Su voz resonó en los muros de piedra, su emoción rozó la hilaridad y continuó, tejiendo en su canción toda la poesía floral que conocía en alabanza de la música hasta que comprendió que estaba haciendo el ridículo. Fue maravilloso. No se percató siquiera de que en la calle reinaba el silencio. Y cuando en la estrecha acera sonaron aplausos y gritos desaforados, se sonrojó de vergüenza y rió para sus adentros.
Entonces arrancó los botones de pedrería de su chaqueta para arrojárselos a ellos.
>Algunas veces, sin embargo, cuando llegaban los cantantes era ya muy tarde. Y otras, ni siquiera aparecían. Quizás estuvieran cantando serenatas por encargo a una dama o a una pareja de enamorados en el canal. Era imposible saberlo.

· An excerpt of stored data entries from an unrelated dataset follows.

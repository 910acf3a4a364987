// Copyright (C) 2026 Fred Clausen
// Use of this source code is governed by an MIT-style
// license that can be found in the LICENSE file or at
// https://opensource.org/licenses/MIT.

use chrono::{DateTime, Utc};
use cocolu_domain::{
    AvailabilitySnapshot, BusinessClock, Seller, SellerId, SellerStatus, Specialty,
    availability_snapshot, is_working_now,
};
use serde::{Deserialize, Serialize};

/// Availability and load of one seller at report time.
#[derive(Debug, Clone, PartialEq, Serialize, Deserialize)]
#[serde(rename_all = "camelCase")]
pub struct SellerAvailability {
    /// The seller's id.
    pub id: SellerId,
    /// The seller's display name.
    pub name: String,
    /// The seller's specialty.
    pub specialty: Specialty,
    /// Current status.
    pub status: SellerStatus,
    /// Active assigned conversations.
    pub current_clients: u32,
    /// Capacity ceiling.
    pub max_clients: u32,
    /// `current_clients / max_clients * 100`.
    pub load_percentage: f64,
    /// Whether the schedule places the seller on shift right now.
    pub working_now: bool,
    /// Availability right now and next opening.
    pub availability: AvailabilitySnapshot,
}

/// Store-wide availability summary.
#[derive(Debug, Clone, PartialEq, Serialize, Deserialize)]
#[serde(rename_all = "camelCase")]
pub struct AvailabilityReport {
    /// When the report was computed.
    pub generated_at: DateTime<Utc>,
    /// Registered sellers.
    pub total: usize,
    /// Sellers with status `available`.
    pub available: usize,
    /// Sellers with status `busy`.
    pub busy: usize,
    /// Sellers with status `offline`.
    pub offline: usize,
    /// Non-offline sellers currently on shift.
    pub working_now: usize,
    /// Sellers who would pass selection right now.
    pub assignable_now: usize,
    /// Per-seller detail in registration order.
    pub sellers: Vec<SellerAvailability>,
}

impl AvailabilityReport {
    /// Computes the report for a set of sellers.
    #[must_use]
    pub fn build(
        sellers: &[Seller],
        now: DateTime<Utc>,
        clock: &BusinessClock,
        lookahead_days: u32,
    ) -> Self {
        let details: Vec<SellerAvailability> = sellers
            .iter()
            .map(|seller| SellerAvailability {
                id: seller.id.clone(),
                name: seller.name.clone(),
                specialty: seller.specialty.clone(),
                status: seller.status,
                current_clients: seller.current_clients,
                max_clients: seller.max_clients,
                load_percentage: seller.load_percentage(),
                working_now: seller.status != SellerStatus::Offline
                    && is_working_now(seller, now, clock),
                availability: availability_snapshot(seller, now, clock, lookahead_days),
            })
            .collect();

        let count_status = |status: SellerStatus| -> usize {
            sellers.iter().filter(|s| s.status == status).count()
        };

        Self {
            generated_at: now,
            total: sellers.len(),
            available: count_status(SellerStatus::Available),
            busy: count_status(SellerStatus::Busy),
            offline: count_status(SellerStatus::Offline),
            working_now: details.iter().filter(|d| d.working_now).count(),
            assignable_now: details
                .iter()
                .filter(|d| d.availability.is_available)
                .count(),
            sellers: details,
        }
    }
}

Sentado en la ventana, con las manos entrelazadas sobre el alféizar mojado, soñaba que descubría la puerta de una bodega que nadie conocía y se marchaba con ellos. Soñaba que no era rico, que no era un patricio, sino un pilluelo libre para cantar y tocar el violín toda la noche por las cuatro esquinas de aquel denso y mágico recinto de piedra que era su ciudad y que se alzaba compacto a su alrededor.
Tonio tenía la creciente sensación de que algo estaba a punto de suceder.
En su opinión, las cosas no podían irle peor.
Y entonces, una tarde, inesperadamente, Beppo trajo a Alessandro, el primer cantante de San Marco, para que escuchara a Tonio cantando con su madre.
Al parecer, unos días antes, Beppo había asomado la cabeza en el dormitorio de Marianna para preguntarle si permitiría esa visita. Beppo estaba muy orgulloso de la voz de Tonio… y a Marianna la adoraba como a un ángel.
—Claro, tráelo cuando quieras —le dijo alegremente. Iba por su segunda botella de vino blanco español, paseándose por la habitación con su peinador puesto—. Tráelo, me encantará recibirle. Si quieres, bailaré para él; Tonio tocará la pandereta, será como un auténtico carnaval.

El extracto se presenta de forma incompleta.